OK just a little theory or at least my way of looking at things. First off you have a beautifully voiced major chord anywhere you put your index finger down on the fretboard of an Open D/E tuned guitar. But how do we get that same chord at some different places on the guitar other than one octave up or down from that position? Derek Trucks obviously has found a way. I believe it is chord partials or what I refer in this instance as chord partials. There are basically three types of chords: Major, Minor and Dominant 7's. It only takes 3 notes to make major and minor chords: the root, the third (or flatted third in the case on minors) and the fifth. Four notes for Dominant 7's: root, third (flatted for minor 7's), fifth and flatted seventh. And you can use just three notes for 7's as long as you include the flatted sevenths.

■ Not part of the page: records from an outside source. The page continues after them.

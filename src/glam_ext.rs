use glam::{Mat2, Vec2};

pub trait Mat2Ext {
    fn transpose_mul_vec2(&self, v: Vec2) -> Vec2;
}

impl Mat2Ext for Mat2 {
    #[inline]
    fn transpose_mul_vec2(&self, v: Vec2) -> Vec2 {
        Vec2::new(self.x_axis.dot(v), self.y_axis.dot(v))
    }
}
//! Shapes understood by the solver.

use glam::Vec2;

use crate::{
    polygon::{ConcavePolygon, ConvexPolygon},
    tangent, Transform2,
};

/// The type tag of a shape.
///
/// The ordering is used to canonicalize shape pairs: the solver always queries a pair with the
/// lower-ordered shape first.
#[derive(Copy, Clone, Debug, PartialEq, Eq, PartialOrd, Ord, Hash)]
pub enum ShapeType {
    Line,
    Ray,
    Segment,
    Circle,
    Rectangle,
    Capsule,
    ConvexPolygon,
    ConcavePolygon,
}

impl ShapeType {
    /// Returns `true` if shapes of this type have infinite extent along some direction.
    #[inline]
    pub fn is_unbounded(self) -> bool {
        matches!(self, ShapeType::Line | ShapeType::Ray)
    }
}

/// A shape in its local coordinate space.
#[derive(Clone, Debug)]
pub enum Shape {
    Line(Line),
    Ray(Ray),
    Segment(Segment),
    Circle(Circle),
    Rectangle(Rectangle),
    Capsule(Capsule),
    ConvexPolygon(ConvexPolygon),
    ConcavePolygon(ConcavePolygon),
}

impl Shape {
    pub fn shape_type(&self) -> ShapeType {
        match self {
            Shape::Line(_) => ShapeType::Line,
            Shape::Ray(_) => ShapeType::Ray,
            Shape::Segment(_) => ShapeType::Segment,
            Shape::Circle(_) => ShapeType::Circle,
            Shape::Rectangle(_) => ShapeType::Rectangle,
            Shape::Capsule(_) => ShapeType::Capsule,
            Shape::ConvexPolygon(_) => ShapeType::ConvexPolygon,
            Shape::ConcavePolygon(_) => ShapeType::ConcavePolygon,
        }
    }

    #[inline]
    pub fn is_concave(&self) -> bool {
        matches!(self, Shape::ConcavePolygon(_))
    }
}

macro_rules! impl_from_shape {
    ($($ty:ident),*) => {
        $(
            impl From<$ty> for Shape {
                #[inline]
                fn from(shape: $ty) -> Shape {
                    Shape::$ty(shape)
                }
            }
        )*
    };
}

impl_from_shape!(
    Line,
    Ray,
    Segment,
    Circle,
    Rectangle,
    Capsule,
    ConvexPolygon,
    ConcavePolygon
);

/// An infinite line, given by its normal and its distance from the origin along that normal.
#[derive(Clone, Debug, PartialEq)]
pub struct Line {
    pub normal: Vec2,
    pub distance: f32,
}

/// A ray cast from the local origin along local +Y.
#[derive(Clone, Debug, PartialEq)]
pub struct Ray {
    pub length: f32,
}

/// A line segment.
#[derive(Clone, Debug, PartialEq)]
pub struct Segment {
    a: Vec2,
    b: Vec2,
    normal: Vec2,
}

impl Segment {
    pub fn new(a: Vec2, b: Vec2) -> Segment {
        Segment {
            a,
            b,
            normal: tangent((b - a).normalize_or_zero()),
        }
    }

    #[inline]
    pub fn a(&self) -> Vec2 {
        self.a
    }

    #[inline]
    pub fn b(&self) -> Vec2 {
        self.b
    }

    /// The unit normal of the segment in local space.
    ///
    /// This is zero if the endpoints coincide.
    #[inline]
    pub fn normal(&self) -> Vec2 {
        self.normal
    }
}

/// A circle centered at the local origin.
#[derive(Clone, Debug, PartialEq)]
pub struct Circle {
    pub radius: f32,
}

/// A rectangle centered at the local origin.
#[derive(Clone, Debug, PartialEq)]
pub struct Rectangle {
    pub half_extents: Vec2,
}

impl Rectangle {
    /// Returns the corner of the rectangle in the same quadrant as `local_point`.
    #[inline]
    pub fn corner_toward(&self, local_point: Vec2) -> Vec2 {
        let he = self.half_extents;
        Vec2::new(
            if local_point.x < 0.0 { -he.x } else { he.x },
            if local_point.y < 0.0 { -he.y } else { he.y },
        )
    }

    /// Returns the four corners in local space, counterclockwise from the top right.
    #[inline]
    pub fn corners(&self) -> [Vec2; 4] {
        let he = self.half_extents;
        [
            he,
            Vec2::new(-he.x, he.y),
            -he,
            Vec2::new(he.x, -he.y),
        ]
    }
}

/// A capsule centered at the local origin, extending along local Y.
#[derive(Clone, Debug, PartialEq)]
pub struct Capsule {
    pub radius: f32,
    /// The distance between the centers of the two end caps.
    pub height: f32,
}

impl Capsule {
    /// Computes the world-space centers of the two end caps, the +Y cap first.
    #[inline]
    pub fn cap_centers(&self, transform: &Transform2) -> [Vec2; 2] {
        let half = transform.basis_y() * self.height * 0.5;
        let origin = transform.origin();
        [origin + half, origin - half]
    }
}
/// Human-readable byte count in binary units ("700.0MiB").
pub fn format_size(bytes: u64) -> String {
    const UNITS: [&str; 8] = ["", "Ki", "Mi", "Gi", "Ti", "Pi", "Ei", "Zi"];
    let mut value = bytes as f64;
    for unit in UNITS {
        if value < 1024.0 {
            return format!("{value:.1}{unit}B");
        }
        value /= 1024.0;
    }
    format!("{value:.1}YiB")
}

#[cfg(test)]
mod tests {
    use super::format_size;

    #[test]
    fn sizes_step_through_binary_units() {
        assert_eq!(format_size(0), "0.0B");
        assert_eq!(format_size(512), "512.0B");
        assert_eq!(format_size(2048), "2.0KiB");
        assert_eq!(format_size(5 * 1024 * 1024), "5.0MiB");
        assert_eq!(format_size(3 * 1024 * 1024 * 1024), "3.0GiB");
    }
}
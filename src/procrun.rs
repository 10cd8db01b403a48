//! Thin wrapper around the external encoder binaries.
//!
//! Owns binary resolution, argv construction for both media kinds, captured
//! one-shot runs, and supervised spawns with piped stderr. Nothing here
//! interprets encoder output beyond splitting it into lines; progress
//! parsing lives with the encode queue.

use std::path::{Path, PathBuf};
use std::process::{Child, Command, Stdio};

use anyhow::{Context, Result, bail};
use log::debug;

use crate::config::EngineConfig;
use crate::media::{Framerate, MediaItem, MediaKind};
use crate::sequence::Sequence;

/// Resolved paths of the three encoder binaries.
#[derive(Debug, Clone)]
pub struct Tools {
    pub ffmpeg: PathBuf,
    pub ffprobe: PathBuf,
    pub ffplay: PathBuf,
}

impl Tools {
    /// Resolution order: an explicitly configured ffmpeg path (its siblings
    /// supply ffprobe/ffplay), then a `bin/` directory next to the current
    /// executable on Windows, then the bare names via the process PATH.
    pub fn resolve(config: &EngineConfig) -> Tools {
        if let Some(ref ffmpeg) = config.ffmpeg_path {
            let dir = ffmpeg.parent();
            return Tools {
                ffmpeg: ffmpeg.clone(),
                ffprobe: sibling_or_bare(dir, "ffprobe"),
                ffplay: sibling_or_bare(dir, "ffplay"),
            };
        }

        if cfg!(windows) {
            if let Some(bin) = executable_bin_dir() {
                return Tools {
                    ffmpeg: bin.join(binary_name("ffmpeg")),
                    ffprobe: bin.join(binary_name("ffprobe")),
                    ffplay: bin.join(binary_name("ffplay")),
                };
            }
        }

        Tools {
            ffmpeg: PathBuf::from(binary_name("ffmpeg")),
            ffprobe: PathBuf::from(binary_name("ffprobe")),
            ffplay: PathBuf::from(binary_name("ffplay")),
        }
    }
}

fn binary_name(base: &str) -> String {
    if cfg!(windows) {
        format!("{base}.exe")
    } else {
        base.to_string()
    }
}

fn sibling_or_bare(dir: Option<&Path>, base: &str) -> PathBuf {
    if let Some(dir) = dir {
        let candidate = dir.join(binary_name(base));
        if candidate.exists() {
            return candidate;
        }
    }
    PathBuf::from(binary_name(base))
}

fn executable_bin_dir() -> Option<PathBuf> {
    let exe = std::env::current_exe().ok()?;
    let bin = exe.parent()?.join("bin");
    if bin.is_dir() { Some(bin) } else { None }
}

/// Run to completion and capture stdout. A non-zero exit code is an error
/// carrying the last stderr line for diagnostics.
pub fn run(program: &Path, args: &[String]) -> Result<Vec<u8>> {
    debug!("run: {}", format_command_line(program, args));
    let output = Command::new(program)
        .args(args)
        .stdin(Stdio::null())
        .output()
        .with_context(|| format!("failed to run {}", program.display()))?;

    if !output.status.success() {
        let stderr = String::from_utf8_lossy(&output.stderr);
        let tail = stderr.lines().last().unwrap_or("").trim();
        bail!(
            "{} exited with {}: {tail}",
            program.display(),
            output.status
        );
    }

    Ok(output.stdout)
}

/// Spawn with stderr piped for supervision. Stdout is discarded; the encode
/// queue reads stderr exclusively.
pub fn spawn_supervised(program: &Path, args: &[String]) -> Result<Child> {
    debug!("spawn: {}", format_command_line(program, args));
    Command::new(program)
        .args(args)
        .stdin(Stdio::null())
        .stdout(Stdio::null())
        .stderr(Stdio::piped())
        .spawn()
        .with_context(|| format!("failed to spawn {}", program.display()))
}

/// Fire-and-forget spawn with all stdio detached (preview playback).
pub fn spawn_detached(program: &Path, args: &[String]) -> Result<Child> {
    debug!("spawn detached: {}", format_command_line(program, args));
    Command::new(program)
        .args(args)
        .stdin(Stdio::null())
        .stdout(Stdio::null())
        .stderr(Stdio::null())
        .spawn()
        .with_context(|| format!("failed to spawn {}", program.display()))
}

/// ffmpeg-style input argument block for an item.
///
/// Videos are a plain `-i path`. Sequences prepend the demuxer frame rate
/// and start number around the printf-style pattern path; when the probe
/// recorded no colour space, a BT.709 colour spec is injected so untagged
/// frames encode with known-good primaries.
pub fn input_args(item: &MediaItem, rate_override: Option<Framerate>) -> Result<Vec<String>> {
    match item.kind {
        MediaKind::Video => Ok(vec!["-i".to_string(), item.path.clone()]),
        MediaKind::Sequence => {
            let seq = Sequence::parse(&item.path)?;
            let rate = rate_override.unwrap_or(item.framerate);

            let mut args = vec!["-framerate".to_string(), rate.ratio()];
            if item.colorspace.is_none() {
                args.extend(
                    [
                        "-color_primaries",
                        "bt709",
                        "-color_trc",
                        "bt709",
                        "-colorspace",
                        "bt709",
                    ]
                    .map(String::from),
                );
            }
            args.push("-start_number".to_string());
            args.push(seq.first().to_string());
            args.push("-i".to_string());
            args.push(seq.pattern_path());
            Ok(args)
        }
    }
}

/// Copy/paste-friendly rendering of an argv, quoting arguments with spaces.
pub fn format_command_line(program: &Path, args: &[String]) -> String {
    let mut parts = vec![quote_arg(&program.to_string_lossy())];
    parts.extend(args.iter().map(|a| quote_arg(a)));
    parts.join(" ")
}

fn quote_arg(arg: &str) -> String {
    if arg.is_empty() || arg.chars().any(char::is_whitespace) {
        format!("\"{arg}\"")
    } else {
        arg.to_string()
    }
}

/// Assembles stderr bytes into lines.
///
/// ffmpeg rewrites its progress line in place with bare carriage returns, so
/// `\r` and `\n` are both line terminators; blank lines (e.g. from `\r\n`
/// pairs) are swallowed.
#[derive(Debug, Default)]
pub struct LineAssembler {
    buf: Vec<u8>,
}

impl LineAssembler {
    pub fn new() -> Self {
        LineAssembler::default()
    }

    /// Feed one byte; returns a completed line when `byte` terminates one.
    pub fn push(&mut self, byte: u8) -> Option<String> {
        if byte == b'\r' || byte == b'\n' {
            return self.flush();
        }
        self.buf.push(byte);
        None
    }

    /// Terminate the current partial line, if any.
    pub fn flush(&mut self) -> Option<String> {
        if self.buf.is_empty() {
            return None;
        }
        let line = String::from_utf8_lossy(&self.buf).trim().to_string();
        self.buf.clear();
        if line.is_empty() { None } else { Some(line) }
    }
}

#[cfg(test)]
mod tests {
    use super::*;
    use crate::media::MediaState;

    fn video_item(path: &str) -> MediaItem {
        let mut item = MediaItem::empty("00c0ffee");
        item.kind = MediaKind::Video;
        item.path = path.to_string();
        item.state = MediaState::Ready;
        item
    }

    fn sequence_item(spec: &str, framerate: Framerate) -> MediaItem {
        let mut item = MediaItem::empty("00c0ffee");
        item.kind = MediaKind::Sequence;
        item.path = spec.to_string();
        item.framerate = framerate;
        item
    }

    #[test]
    fn video_input_is_a_plain_dash_i() {
        let args = input_args(&video_item("/footage/clip.mov"), None).expect("args");
        let args: Vec<&str> = args.iter().map(String::as_str).collect();
        assert_eq!(args, ["-i", "/footage/clip.mov"]);
    }

    #[test]
    fn sequence_input_carries_rate_start_number_and_bt709_fallback() {
        let item = sequence_item("/shots/frame_%04d.png [7-12]", Framerate(24000, 1001));
        let args = input_args(&item, None).expect("args");
        let args: Vec<&str> = args.iter().map(String::as_str).collect();
        assert_eq!(
            args,
            [
                "-framerate", "24000:1001",
                "-color_primaries", "bt709",
                "-color_trc", "bt709",
                "-colorspace", "bt709",
                "-start_number", "7",
                "-i", "/shots/frame_%04d.png",
            ]
        );
    }

    #[test]
    fn tagged_sequences_skip_the_colour_spec() {
        let mut item = sequence_item("/shots/frame_%04d.png [1-3]", Framerate(25, 1));
        item.colorspace = Some("bt709".to_string());
        let args = input_args(&item, None).expect("args");
        assert!(!args.iter().any(|a| a == "-color_primaries"));
    }

    #[test]
    fn rate_override_replaces_the_item_rate() {
        let item = sequence_item("/shots/frame_%04d.png [1-3]", Framerate(30, 1));
        let args = input_args(&item, Some(Framerate(60, 1))).expect("args");
        assert!(args.windows(2).any(|w| w[0] == "-framerate" && w[1] == "60:1"));
    }

    #[test]
    fn command_line_quotes_arguments_with_spaces() {
        let line = format_command_line(
            Path::new("ffmpeg"),
            &["-i".to_string(), "/my footage/clip.mov".to_string()],
        );
        assert_eq!(line, "ffmpeg -i \"/my footage/clip.mov\"");
    }

    #[test]
    fn line_assembler_flushes_on_both_terminators() {
        let mut assembler = LineAssembler::new();
        let mut lines = Vec::new();
        for byte in b"Duration: 00:00:10.00\ntime=00:00:05.00\rtime=00:00:06.00\r" {
            if let Some(line) = assembler.push(*byte) {
                lines.push(line);
            }
        }
        assert_eq!(
            lines,
            vec![
                "Duration: 00:00:10.00",
                "time=00:00:05.00",
                "time=00:00:06.00",
            ]
        );
    }

    #[test]
    fn line_assembler_swallows_blank_lines_and_flushes_partials() {
        let mut assembler = LineAssembler::new();
        assert!(assembler.push(b'\r').is_none());
        assert!(assembler.push(b'\n').is_none(), "CRLF must not produce an empty line");
        for byte in b"tail without newline" {
            assert!(assembler.push(*byte).is_none());
        }
        assert_eq!(assembler.flush().as_deref(), Some("tail without newline"));
        assert!(assembler.flush().is_none());
    }
}
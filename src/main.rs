//! Headless front-end and worker entry point.
//!
//! With the hidden worker flag the binary becomes the engine worker and
//! speaks the stdio protocol; otherwise it is a thin driver that launches a
//! worker, scans the given paths, optionally encodes everything that became
//! ready, and prints what the event stream reports.

use std::collections::HashMap;
use std::fs::OpenOptions;
use std::path::PathBuf;
use std::time::Duration;

use anyhow::{Context, Result, bail};
use log::{LevelFilter, info};
use simplelog::{
    ColorChoice, CombinedLogger, ConfigBuilder, SharedLogger, TermLogger, TerminalMode,
    WriteLogger,
};

use proq::config::{DEFAULT_CONFIG_FILE, EngineConfig};
use proq::format::format_size;
use proq::media::{Framerate, MediaItem, MediaState};
use proq::messages::EngineEvent;
use proq::{EngineProxy, ipc, profiles};

fn main() -> Result<()> {
    let args: Vec<String> = std::env::args().skip(1).collect();
    if args.first().map(String::as_str) == Some(ipc::WORKER_FLAG) {
        return run_worker(&args[1..]);
    }
    run_client(&args)
}

fn run_worker(args: &[String]) -> Result<()> {
    let config_path =
        config_path_from(args).unwrap_or_else(|| PathBuf::from(DEFAULT_CONFIG_FILE));
    let config = EngineConfig::load(&config_path);
    // Worker stdout carries the event stream; logs must stay on stderr.
    init_logging(&config, TerminalMode::Stderr);
    ipc::run_worker_stdio(config)
}

struct ClientOptions {
    config_path: Option<PathBuf>,
    profile: Option<String>,
    framerate: String,
    paths: Vec<String>,
}

fn run_client(args: &[String]) -> Result<()> {
    let options = parse_client_args(args)?;
    if options.paths.is_empty() {
        print_usage();
        return Ok(());
    }

    let config_path = options
        .config_path
        .clone()
        .unwrap_or_else(|| PathBuf::from(DEFAULT_CONFIG_FILE));
    let config = EngineConfig::load(&config_path);
    init_logging(&config, TerminalMode::Mixed);

    let sequence_framerate =
        profiles::framerate(&options.framerate).unwrap_or_else(Framerate::default);
    let poll = Duration::from_millis(config.engine_poll_interval.max(10));

    let mut proxy = EngineProxy::launch(options.config_path.clone())?;
    proxy.scan_paths(options.paths.clone(), sequence_framerate)?;

    let mut items: HashMap<String, MediaItem> = HashMap::new();
    loop {
        let Some(event) = proxy.poll_timeout(poll) else {
            continue;
        };
        match event {
            EngineEvent::MediaUpdate { id, fields } => {
                let item = items
                    .entry(id.clone())
                    .or_insert_with(|| MediaItem::empty(&id));
                item.apply(&fields);
                if let Some(state) = fields.state {
                    println!("{id}  {:<8}  {}", state_label(state), item.displayname);
                }
            }
            EngineEvent::MediaDelete { id } => {
                items.remove(&id);
            }
            EngineEvent::ScanUpdate { dirs, files } => {
                info!("scanning... {dirs} dir(s), {files} file(s)");
            }
            EngineEvent::ScanComplete | EngineEvent::ScanCancelled => break,
            other => info!("unexpected event during scan: {}", other.kind()),
        }
    }

    let ready: Vec<&MediaItem> = items
        .values()
        .filter(|item| item.state == MediaState::Ready)
        .collect();
    let total: u64 = ready.iter().map(|item| item.filesize).sum();
    println!("{} item(s) ready, {}", ready.len(), format_size(total));

    if let Some(profile) = options.profile {
        proxy.encode_items(vec![], &profile, &options.framerate)?;
        loop {
            let Some(event) = proxy.poll_timeout(poll) else {
                continue;
            };
            match event {
                EngineEvent::MediaUpdate { id, fields } => {
                    let item = items
                        .entry(id.clone())
                        .or_insert_with(|| MediaItem::empty(&id));
                    item.apply(&fields);
                    if let Some(progress) = fields.progress {
                        println!(
                            "{id}  {:>3.0}%  {}",
                            progress * 100.0,
                            item.displayname
                        );
                    }
                    if let Some(state) = fields.state {
                        println!("{id}  {:<8}  {}", state_label(state), item.displayname);
                    }
                }
                EngineEvent::EncodeComplete | EngineEvent::EncodeCancelled => break,
                _ => {}
            }
        }
        for item in items.values() {
            if item.state == MediaState::Done {
                if let Some(ref outpath) = item.outpath {
                    println!("wrote {outpath}");
                }
            }
        }
    }

    proxy.join()
}

fn state_label(state: MediaState) -> &'static str {
    match state {
        MediaState::New => "new",
        MediaState::Ready => "ready",
        MediaState::Queued => "queued",
        MediaState::Encoding => "encoding",
        MediaState::Done => "done",
        MediaState::Error => "error",
    }
}

fn parse_client_args(args: &[String]) -> Result<ClientOptions> {
    let mut options = ClientOptions {
        config_path: None,
        profile: None,
        framerate: String::new(),
        paths: Vec::new(),
    };

    let mut iter = args.iter();
    while let Some(arg) = iter.next() {
        match arg.as_str() {
            "--config" => {
                let value = iter.next().context("--config requires a path")?;
                options.config_path = Some(PathBuf::from(value));
            }
            "--profile" => {
                let value = iter.next().context("--profile requires a profile key")?;
                if profiles::profile(value).is_none() {
                    bail!("unknown profile '{value}'");
                }
                options.profile = Some(value.clone());
            }
            "--fps" => {
                let value = iter.next().context("--fps requires a preset key")?;
                if profiles::framerate(value).is_none() {
                    bail!("unknown framerate preset '{value}'");
                }
                options.framerate = value.clone();
            }
            other if other.starts_with("--") => bail!("unknown option '{other}'"),
            path => options.paths.push(path.to_string()),
        }
    }

    Ok(options)
}

fn print_usage() {
    println!("usage: proq [--config FILE] [--profile KEY] [--fps KEY] PATH...");
    println!();
    println!("Scans PATH... for videos and image sequences; with --profile,");
    println!("encodes everything that becomes ready.");
    println!();
    println!("profiles:");
    for (key, profile) in profiles::profiles() {
        println!("  {key:<18} {}", profile.label);
    }
    println!("framerates:");
    for (key, preset) in profiles::framerates() {
        println!("  {key:<18} {}", preset.label);
    }
}

fn config_path_from(args: &[String]) -> Option<PathBuf> {
    let mut iter = args.iter();
    while let Some(arg) = iter.next() {
        if arg == "--config" {
            return iter.next().map(PathBuf::from);
        }
    }
    None
}

fn init_logging(config: &EngineConfig, mode: TerminalMode) {
    let level = match config.log_level.to_ascii_lowercase().as_str() {
        "off" => LevelFilter::Off,
        "error" => LevelFilter::Error,
        "warn" => LevelFilter::Warn,
        "debug" => LevelFilter::Debug,
        "trace" => LevelFilter::Trace,
        _ => LevelFilter::Info,
    };
    let format = ConfigBuilder::new()
        .set_time_format_rfc3339()
        .set_thread_level(LevelFilter::Off)
        .set_target_level(LevelFilter::Off)
        .build();

    let mut loggers: Vec<Box<dyn SharedLogger>> = vec![TermLogger::new(
        level,
        format.clone(),
        mode,
        ColorChoice::Auto,
    )];

    if let Some(ref path) = config.log_file {
        match OpenOptions::new().create(true).append(true).open(path) {
            Ok(file) => loggers.push(WriteLogger::new(LevelFilter::Debug, format, file)),
            Err(err) => eprintln!("warning: could not open log file {}: {err}", path.display()),
        }
    }

    if CombinedLogger::init(loggers).is_err() {
        eprintln!("warning: logger already initialized");
    }
}
//! Discovery stage: walk input paths, classify media, assemble sequences,
//! and run the per-item probe/thumbnail pipeline.
//!
//! A scan generation owns the worker's path queue: `scan_paths` received at
//! a suspension point appends to the running generation instead of starting
//! a second one, and exactly one `scan_complete`/`scan_cancelled` terminal
//! is emitted per generation.

use std::fs;
use std::path::{Path, PathBuf};
use std::time::{Duration, Instant};

use anyhow::{Context, Result, bail};
use log::{debug, info, warn};
use walkdir::WalkDir;

use crate::dispatcher::{Stage, Worker};
use crate::error::StageError;
use crate::media::{self, Framerate, MediaDelta, MediaKind, MediaState};
use crate::messages::EngineEvent;
use crate::probe;
use crate::procrun;
use crate::sequence::{self, Sequence};

const VIDEO_EXTS: &[&str] = &["avi", "mov", "mp4", "m4v", "mkv", "webm"];
const IMAGE_EXTS: &[&str] = &["png", "tif", "tiff", "jpg", "jpeg", "dpx", "exr"];

/// Throttle for `scan_update` emission during a walk.
const SCAN_UPDATE_INTERVAL: Duration = Duration::from_millis(300);

pub(crate) fn is_video_path(path: &Path) -> bool {
    has_extension_in(path, VIDEO_EXTS)
}

pub(crate) fn is_image_path(path: &Path) -> bool {
    has_extension_in(path, IMAGE_EXTS)
}

fn has_extension_in(path: &Path, extensions: &[&str]) -> bool {
    path.extension()
        .and_then(|ext| ext.to_str())
        .map(|ext| {
            let ext = ext.to_ascii_lowercase();
            extensions.iter().any(|known| *known == ext)
        })
        .unwrap_or(false)
}

/// Engine outputs are recognizable by their filename tail; skipping them on
/// ingest keeps a rescan of an output directory from re-encoding results.
pub(crate) fn matches_output_suffix(path: &Path, suffix: &str) -> bool {
    path.file_name()
        .and_then(|name| name.to_str())
        .map(|name| name.ends_with(suffix))
        .unwrap_or(false)
}

#[derive(Debug, Default)]
struct ScanProgress {
    dirs: u64,
    files: u64,
    last_emit: Option<Instant>,
}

Omitting even the root as long as it is implied within the context of your using that particular voicing i.e. starting out with a I chord then going to a I7. Anyways here are some useful chord partials out of Open D using Bendaways neat tab.

in Open D (DADF#AD):

C: X321XX
Cm: X311XX
C7: X121XX

C: XX567X
Cm: XX566X
C7: XX867X
or another cool 7
C7: XX543X

Combine these voicings with the ones from my earlier post using the standard one finger bar of all six strings and you've increased your open tuned chord vocabulary by 10 using patterns that Skydawg8 and many others dig so much. Not only that but all of these shapes can be made while wearing a slide. Oh yeah FOR THOSE TUNED TO OPEN E ALL THE PREVIOUS CHORD SHAPES WILL NOW BE D'S INSTEAD OF C'S. I sincerely hope this helps and that I've contributed something positive to the overall knowlege of this board.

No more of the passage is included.